* _Task objective_: In the entries that follow, find the line containing "v.checked_add(digit as u64))"; from there, copy every line exactly through the line containing "else if negative".

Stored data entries
:::::

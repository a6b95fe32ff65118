//! Numeric token parsing
//!
//! Tokens are parsed the way C's `strtoull(s, &end, 0)` does: the base is
//! picked from the prefix (`0x` hex, `0` octal, decimal otherwise) and the
//! caller learns whether the whole token was used. Range checks are left to
//! the caller.

/// Result of parsing a numeric token
#[derive(Debug, Clone, Copy, PartialEq, Eq)]
pub struct ParsedNumber {
    /// Parsed value (saturated at `u64::MAX`, wrapped when negated)
    pub value: u64,
    /// True when digits were found and nothing trailed them
    pub fully_consumed: bool,
}

impl ParsedNumber {
    /// Value if the token was fully consumed and fits in `max`
    pub fn within(&self, max: u64) -> Option<u64> {
        (self.fully_consumed && self.value <= max).then_some(self.value)
    }
}

/// Parse a token with base auto-detection
pub fn parse_number(token: &str) -> ParsedNumber {
    let bytes = token.as_bytes();
    let mut pos = 0;

    while pos < bytes.len() && bytes[pos].is_ascii_whitespace() {
        pos += 1;
    }

    let mut negative = false;
    if let Some(&sign) = bytes.get(pos) {
        if sign == b'+' || sign == b'-' {
            negative = sign == b'-';
            pos += 1;
        }
    }

    let radix = if bytes.get(pos) == Some(&b'0')
        && matches!(bytes.get(pos + 1), Some(b'x') | Some(b'X'))
        && bytes.get(pos + 2).is_some_and(u8::is_ascii_hexdigit)
    {
        pos += 2;
        16
    } else if bytes.get(pos) == Some(&b'0') {
        8
    } else {
        10
    };

    let start = pos;
    let mut value: u64 = 0;
    let mut overflow = false;
    while let Some(digit) = bytes.get(pos).and_then(|&b| (b as char).to_digit(radix)) {
        match value
            .checked_mul(radix as u64)
            .and_then(|v| v.checked_add(digit as u64))
        {
            Some(v) => value = v,
            None => overflow = true,
        }
        pos += 1;
    }

    if pos == start {
        return ParsedNumber {
            value: 0,
            fully_consumed: false,
        };
    }

    if overflow {
        value = u64::MAX;
    } else if negative {
        value = value.wrapping_neg();
    }

    ParsedNumber {
        value,
        fully_consumed: pos == bytes.len(),
    }
}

:::::

* _Written answer_:
            .and_then(|v| v.checked_add(digit as u64))
        {
            Some(v) => value = v,
            None => overflow = true,
        }
        pos += 1;
    }

    if pos == start {
        return ParsedNumber {
            value: 0,
            fully_consumed: false,
        };
    }

    if overflow {
        value = u64::MAX;
    } else if negative {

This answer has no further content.